The Independent Press Standards Organisation (Ipso) is considering whether to launch an arbitration scheme to settle legal complaints involving defamation or privacy, among other issues.

On Monday, the press regulator is expected to launch a three-month consultation into whether, and how, such a scheme should be run amid increasing criticism of the costs and complexities of seeking redress.

Although waiting to hear from all interested parties, including members of the public, Ipso indicated that the aim of its arbitration scheme would be to make the resolution of complaints “quicker and cheaper”.

Ipso chairman Sir Alan Moses said: “At the core of Ipso’s work is that we will support complainants who feel wronged by the press, and this consultation asks for views on how an arbitration scheme could be part of that provision. I look forward to receiving responses from the public as well as the industry and commentators.”

However, the scheme was instantly condemned by press campaigners as Ipso is not recognised by the Press Recognition Panel (PRP), which was set up in the wake of the Leveson inquiry into press behaviour. Ipso, which is backed by most of the main British newspaper publishers with the exception of the Guardian, the Financial Times and the Independent, is not seeking recognition from the PRP.

Evan Harris, director of Hacked Off, a group formed after the phone hacking scandal, which believes Ipso is not effectively independent, said: “No complainant with any sense, or a competent lawyer, would have any reason to accept an unrecognised arbitration scheme, especially one set up by a non-independent sham regulator.”

Under the Criminal and Courts Act enacted following the Leveson report, an arbitration scheme backed by a regulator that is sanctioned by the newly formed Press Recognition Panel would be seen as a genuine attempt at settlement and therefore a way of avoiding costly legal battles.

Among the issues covered by the consultation are whether the scheme should be mandatory, which would avoid publishers being able to choose which cases went to arbitration.
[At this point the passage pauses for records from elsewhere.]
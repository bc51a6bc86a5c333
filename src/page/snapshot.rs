//! Parsed DOM snapshot of a loaded page

use scraper::{ElementRef, Html, Selector};
use url::Url;

use super::error::PageError;

/// A parsed copy of one loaded page.
///
/// Snapshots are cheap to discard; take a new one whenever the session's page
/// may have changed.
pub struct Page {
    url: Url,
    document: Html,
}

impl Page {
    /// Parse `markup` as the document found at `url`.
    pub fn parse(url: &str, markup: &str) -> Result<Self, PageError> {
        Ok(Self {
            url: Url::parse(url)?,
            document: Html::parse_document(markup),
        })
    }

    /// URL the snapshot was taken from
    pub fn url(&self) -> &Url {
        &self.url
    }

    /// The underlying document
    pub fn document(&self) -> &Html {
        &self.document
    }

    /// First element matching `query`, in document order.
    pub fn find(&self, query: &str) -> Result<ElementRef<'_>, PageError> {
        let selector = selector(query)?;
        self.document
            .select(&selector)
            .next()
            .ok_or_else(|| PageError::not_found(query))
    }

    /// Every element matching `query`, in document order. May be empty.
    pub fn find_all(&self, query: &str) -> Result<Vec<ElementRef<'_>>, PageError> {
        let selector = selector(query)?;
        Ok(self.document.select(&selector).collect())
    }

    /// Resolve an `href` against this page, the way a browser reports it.
    pub fn resolve(&self, href: &str) -> Result<String, PageError> {
        Ok(self.url.join(href.trim())?.to_string())
    }
}

/// Parse a CSS selector, keeping the query in the error.
pub(crate) fn selector(query: &str) -> Result<Selector, PageError> {
    Selector::parse(query).map_err(|e| PageError::InvalidSelector {
        query: query.to_string(),
        reason: e.to_string(),
    })
}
Respondents are also to be asked how long such arbitrated claims should take and whether a cap should be set on the level of award by the arbitrator.

“Arbitration is not just about reducing costs and delays associated with litigation,” said Moses, “it is about widening access to justice for members of the public and is something I feel very strongly about.”

Ipso indicated it would run a pilot scheme if an arbitration scheme found backing. The system would not replace its regulatory complaints-handling process and “would therefore keep regulatory duties separate from legal claims against the press”.

Consultation ends on 7 September.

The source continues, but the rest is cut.